MIHAI Borsaru migrated from Romania over 20 years ago to further his scientific career in Australia. He and Jack Charbucinski, who migrated from Poland at the same time, have worked with CSIRO’s division of exploration and mining for more than 20 years developing geophysical wizardry that gives Australian coal miners the potential to jump the competition.
Not satisfied with producing the commercialised SIROLOG sonde, used by geologists throughout the Australian coal fields to locate the coal ash interface in exploration boreholes, they have continued to attack industry problems related to the quality of coal mined.
In response to concerns expressed by many Hunter Valley opencut mine operators that on wet nights they were struggling to pick the coal/ash interface and consequently suffering either excessive dilution or coal loss, the pair developed the Face Ash Analyser. This hand-held device, once calibrated, is held against the working face to locate the ash/coal interface or on the coal stockpile to measure the ash content of the coal.
This enables miners to be more precise in their mining and improves the quality and potentially the quantity of coal produced.
The Zero Probe was developed to enable exploration drilling and logging contractors to use a very low-activity nuclear source when logging the coal resource. Once industry is aware of this more advanced, compact and friendlier logging system, contractors will be forced to adopt this more recent technology.
Earlier generation SIROLOG borehole logging sondes rely on a source that has small but still significant nuclear emissions. These probes have to be treated and stored under strict regulations. Of great concern has been the potential to actually lose a source in a caved bore hole. This would potentially sterilise millions of dollars worth of coal and cause some unwanted hysteria.
The Coal Ash Face Analyser and Zero Probe are now part of the SIROLOG logging system developed mostly with the support of the ACARP program. Commercialised and available in Australia, the logging system is manufactured and marketed by Scintrex/Auslog in Brisbane, Queensland. Seven SIROLOG logging systems have been purchased in the past year by overseas companies and the number is expected to grow.
In-situ sulphur measurement is another practice made simpler by new results of industry R&D.
Coal customers and suppliers alike need to know more about their resource. Exploration is used to help forecast what the resource contains before an investment is made to mine it. The more that can be gleaned from the expensive exploration boreholes the better. It is also important to get as much information as possible from any blast holes penetrating the coal resource. Sulphur figures prominently as an enemy of the environment. When found in coal it is burnt, producing sulphurous gases, and if part of the overburden, it is frequently leached out as acid mine run-off.

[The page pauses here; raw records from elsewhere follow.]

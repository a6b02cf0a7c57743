//! Server-side pages rendered with MiniJinja.
//!
//! Templates are compiled into the binary. `.html` templates are
//! auto-escaped.

use axum::response::Html;
use blog_core::BlogError;
use minijinja::Environment;
use serde::Serialize;

use crate::BlogAxumError;

const TEMPLATES: &[(&str, &str)] = &[
    ("layout.html", include_str!("../templates/layout.html")),
    ("home.html", include_str!("../templates/home.html")),
    ("add_blog.html", include_str!("../templates/add_blog.html")),
    ("blog.html", include_str!("../templates/blog.html")),
    ("edit_blog.html", include_str!("../templates/edit_blog.html")),
];

pub struct Views {
    env: Environment<'static>,
}

impl Views {
    /// Parse every bundled template. Syntax errors surface here, at startup.
    pub fn new() -> anyhow::Result<Self> {
        let mut env = Environment::new();
        for (name, source) in TEMPLATES {
            env.add_template(*name, *source)?;
        }
        Ok(Self { env })
    }

    pub fn render<C: Serialize>(&self, name: &str, ctx: C) -> Result<Html<String>, BlogAxumError> {
        let html = self
            .env
            .get_template(name)
            .and_then(|tmpl| tmpl.render(ctx))
            .map_err(|e| {
                BlogError::general_error(format!("Failed to render {name}"))
                    .with_source(e.into())
            })?;
        Ok(Html(html))
    }
}
//! Identity supplied by the authenticating proxy in front of the blog.
//!
//! [`attach_identity`] turns the trusted headers into a [`User`], records
//! the profile so `createdBy` can be resolved later and stores it as a
//! request extension. Handlers take it through the [`CurrentUser`]
//! extractor and pass it on explicitly.

use std::convert::Infallible;

use axum::{
    extract::{FromRequestParts, OptionalFromRequestParts, Request, State},
    http::{request::Parts, HeaderMap, HeaderName},
    middleware::Next,
    response::Response,
};
use blog_core::{config, BlogConfigSnapshot, BlogError, User, UserId};

use crate::{AppState, BlogAxumError};

/// Names of the headers carrying the upstream identity.
#[derive(Debug, Clone)]
pub struct IdentityHeaders {
    pub user_id: HeaderName,
    pub full_name: HeaderName,
    pub email: HeaderName,
}

impl IdentityHeaders {
    pub fn from_snapshot(snapshot: &BlogConfigSnapshot) -> anyhow::Result<Self> {
        Ok(Self {
            user_id: header(snapshot, config::AUTH_USER_HEADER, "x-user-id")?,
            full_name: header(snapshot, config::AUTH_NAME_HEADER, "x-user-name")?,
            email: header(snapshot, config::AUTH_EMAIL_HEADER, "x-user-email")?,
        })
    }

    /// `Ok(None)` when no identity was supplied.
    pub fn user_from(&self, headers: &HeaderMap) -> Result<Option<User>, BlogError> {
        let Some(id) = read(headers, &self.user_id)? else {
            return Ok(None);
        };
        let id = UserId::new(id)?;

        let full_name = read(headers, &self.full_name)?.unwrap_or_else(|| id.to_string());
        let mut user = User::new(id, full_name);
        if let Some(email) = read(headers, &self.email)? {
            user = user.with_email(email);
        }
        Ok(Some(user))
    }
}

fn header(snapshot: &BlogConfigSnapshot, key: &str, default: &str) -> anyhow::Result<HeaderName> {
    let name = snapshot.get_or(key, default).to_ascii_lowercase();
    HeaderName::from_bytes(name.as_bytes())
        .map_err(|e| anyhow::anyhow!("invalid header name for {key}: {e}"))
}

fn read(headers: &HeaderMap, name: &HeaderName) -> Result<Option<String>, BlogError> {
    match headers.get(name) {
        None => Ok(None),
        Some(value) => {
            let value = value
                .to_str()
                .map_err(|_| BlogError::bad_request(format!("Invalid {name} header")))?
                .trim();
            Ok((!value.is_empty()).then(|| value.to_string()))
        }
    }
}

pub async fn attach_identity(
    State(state): State<AppState>,
    mut req: Request,
    next: Next,
) -> Result<Response, BlogAxumError> {
    if let Some(user) = state.identity.user_from(req.headers())? {
        let user = state.blog.identify(user).await?;
        tracing::debug!(user_id = %user.id, "identity attached");
        req.extensions_mut().insert(CurrentUser(user));
    }
    Ok(next.run(req).await)
}

/// The acting user. Rejects with 401 when the request carries no identity.
#[derive(Debug, Clone)]
pub struct CurrentUser(pub User);

impl<S> FromRequestParts<S> for CurrentUser
where
    S: Send + Sync,
{
    type Rejection = BlogAxumError;

    async fn from_request_parts(parts: &mut Parts, _state: &S) -> Result<Self, Self::Rejection> {
        parts
            .extensions
            .get::<CurrentUser>()
            .cloned()
            .ok_or_else(|| BlogError::not_authenticated("Not authenticated").into())
    }
}

impl<S> OptionalFromRequestParts<S> for CurrentUser
where
    S: Send + Sync,
{
    type Rejection = Infallible;

    async fn from_request_parts(
        parts: &mut Parts,
        _state: &S,
    ) -> Result<Option<Self>, Self::Rejection> {
        Ok(parts.extensions.get::<CurrentUser>().cloned())
    }
}
//! blog-axum: the DogRS blog served over axum.
//!
//! Routes live under `blog.mount` (default `/blog`), identity comes from
//! trusted upstream headers, cover images are streamed to disk and pages
//! are rendered with MiniJinja.

use std::sync::Arc;

use blog_core::{BlogConfig, BlogStore, MemoryStore};

pub mod app;
pub mod error;
pub mod identity;
pub mod multipart;
pub mod routes;
pub mod state;
pub mod views;

pub use app::BlogApp;
pub use error::BlogAxumError;
pub use identity::{CurrentUser, IdentityHeaders};
pub use multipart::PostForm;
pub use state::AppState;
pub use views::Views;

/// Build the app over an in-memory store.
pub fn build(config: BlogConfig) -> anyhow::Result<BlogApp> {
    build_with_store(config, Arc::new(MemoryStore::new()))
}

pub fn build_with_store(config: BlogConfig, store: Arc<dyn BlogStore>) -> anyhow::Result<BlogApp> {
    BlogApp::new(config, store)
}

The latest “Jack and Mihai” project seeks to extend earlier work that saw the development of a sonde that can measure a number of key elements of coal such as alumina and silica. The reworked sonde will provide sulphur content measures.
Given the intense competition to pursue a reconciliation methodology for predicting a coal’s utilisation behaviour prior to mining, the greatest hope for success lies with knowing what is in the resource prior to mining. Local researchers have succeeded, and will continue to succeed in the difficult task of measuring the coal resource. Coal quality is an important strategic target taken on board by ACARP. — Roger Wischusen*
* Roger Wischusen is manager of Australian Research Administration Pty Ltd, which administers the ACARP program.